Hacker News new | ask | show | jobs
by ljm 171 days ago
Reminds me a bit of Snaplet before it embarked on its incredible journey to get acquired by Supabase and shut down.

I like the concept but the painpoint has never been around creating realistic looking emails and such like, but creating data that is realistic in terms of the business domain and in terms of volume.

2 comments

Appreciate the Snaplet comparison, they were doing good work. You're right that realistic looking strings are the easy part. We're focused on relational integrity first (FKs, constraints, realistic cardinality), but business domain logic is the next layer. What kinds of rules would be useful for you? Things like weighted distributions, time-based patterns, conditional relationships?
The realistic cardinality is actually a good start (the problem with things like using Faker for DB seeds being that everything is entirely too random).

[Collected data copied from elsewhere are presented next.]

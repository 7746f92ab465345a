//! Read ranges: parsing, serialization, unread counts and catch-up

use nntp_newsrc::{ArticleRange, RangeSet};

#[test]
fn test_unread_count_with_gaps() {
    let ranges = RangeSet::from_ranges(vec![ArticleRange::new(1, 3), ArticleRange::new(5, 7)]);
    assert_eq!(ranges.unread_count(1, 10), 4);
}

#[test]
fn test_unread_count_clamps_to_window() {
    let ranges = RangeSet::parse("1-150,180-400");
    // 100..=149 read, 150 read, 151..=179 unread, 180..=200 read
    assert_eq!(ranges.unread_count(100, 200), 29);
}

#[test]
fn test_unread_count_empty_window() {
    let ranges = RangeSet::parse("1-5");
    assert_eq!(ranges.unread_count(0, 0), 0);
    assert_eq!(ranges.unread_count(10, 5), 0);
}

#[test]
fn test_unread_count_overlapping_ranges_never_negative() {
    let ranges = RangeSet::parse("1-10,1-10,5-8");
    assert_eq!(ranges.unread_count(1, 10), 0);
}

#[test]
fn test_catchup_then_uncatchup_is_sentinel() {
    for last in [0, 1, 42, u64::MAX] {
        let mut ranges = RangeSet::parse("3,7-9");
        ranges.catchup(last);
        ranges.uncatchup(1);
        assert_eq!(ranges, RangeSet::empty());
    }
}

#[test]
fn test_uncatchup_first_zero() {
    let mut ranges = RangeSet::parse("1-10");
    ranges.uncatchup(0);
    assert_eq!(ranges.ranges(), &[ArticleRange::EMPTY]);
}

#[test]
fn test_parse_drops_bad_tokens() {
    let ranges = RangeSet::parse("1-5,abc,7,-3,8-x, 10 ");
    assert_eq!(
        ranges.ranges(),
        &[ArticleRange::new(1, 5), ArticleRange::single(7), ArticleRange::single(10)]
    );
}

#[test]
fn test_parse_all_bad_is_sentinel() {
    assert_eq!(RangeSet::parse("junk,more-junk"), RangeSet::empty());
    assert_eq!(RangeSet::parse(""), RangeSet::empty());
}

#[test]
fn test_serialize_keeps_order_and_adjacency() {
    let ranges = RangeSet::parse("5-7,1-3,4");
    assert_eq!(ranges.to_string(), "5-7,1-3,4");
}

#[test]
fn test_serialize_sentinel_is_blank() {
    assert_eq!(RangeSet::empty().to_string(), "");
    assert!(RangeSet::empty().is_empty());
}

#[test]
fn test_serialize_skips_empty_intervals() {
    let ranges = RangeSet::from_ranges(vec![
        ArticleRange::new(1, 0),
        ArticleRange::new(3, 4),
        ArticleRange::new(9, 2),
        ArticleRange::single(12),
    ]);
    assert_eq!(ranges.to_string(), "3-4,12");
}

#[test]
fn test_contains() {
    let ranges = RangeSet::parse("1-3,10");
    assert!(ranges.contains(1));
    assert!(ranges.contains(3));
    assert!(!ranges.contains(4));
    assert!(ranges.contains(10));
    assert!(!RangeSet::empty().contains(0));
    assert!(!RangeSet::empty().contains(1));
}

If one were be able to use metrics as source then, depending on the quality of the metrics, it might be possible to distribute data in a manner similar to what's observed in production? You know, some users that are far more active than others, for example. Considering a major issue with testing is that you can't accurately benchmark changes or migrations based on a staging environment that is 1% the size of your prod one, that would be a huge win I think even if the data is, for the most part, nonsensical. As long as referential integrity is intact the specifics matter less.

Domain specific stuff is harder to describe I think. For example, in my setup I'd want seeds of valid train journeys over multiple legs. There's a lot of detail in that where the shortcut is basically to try and source it from prod in some way.

This is useful. What if you ran a CLI locally that extracts just the statistical profile from prod cardinality, relationship ratios, etc. and uploaded that? We'd never touch your database, you just hand us the metrics and we match the shape.
We do exactly that in one of our products. It's called data profiling.
I'd be willing to try that out :) a CLI would be great, even as a sandbox tool
Really appreciate the input. I'll make sure to give you early access once we implement this, I'll keep you posted.
Hey! Snaplet founder here. Want to clarify that it was not acquired by Supabase; I shutdown the startup and found roles for some of the team at Supabase.

The code remains:

- https://github.com/supabase-community/seed - https://github.com/supabase-community/copycat - https://github.com/supabase-community/snapshot

This looks like a great project, wishing them all the best on the journey.

Thanks!! means a lot coming from you. Best of luck at Supabase.
Thanks, but I am not at Supabase! I ended up going back to building RedwoodJS and took over the project, and now have a consultancy.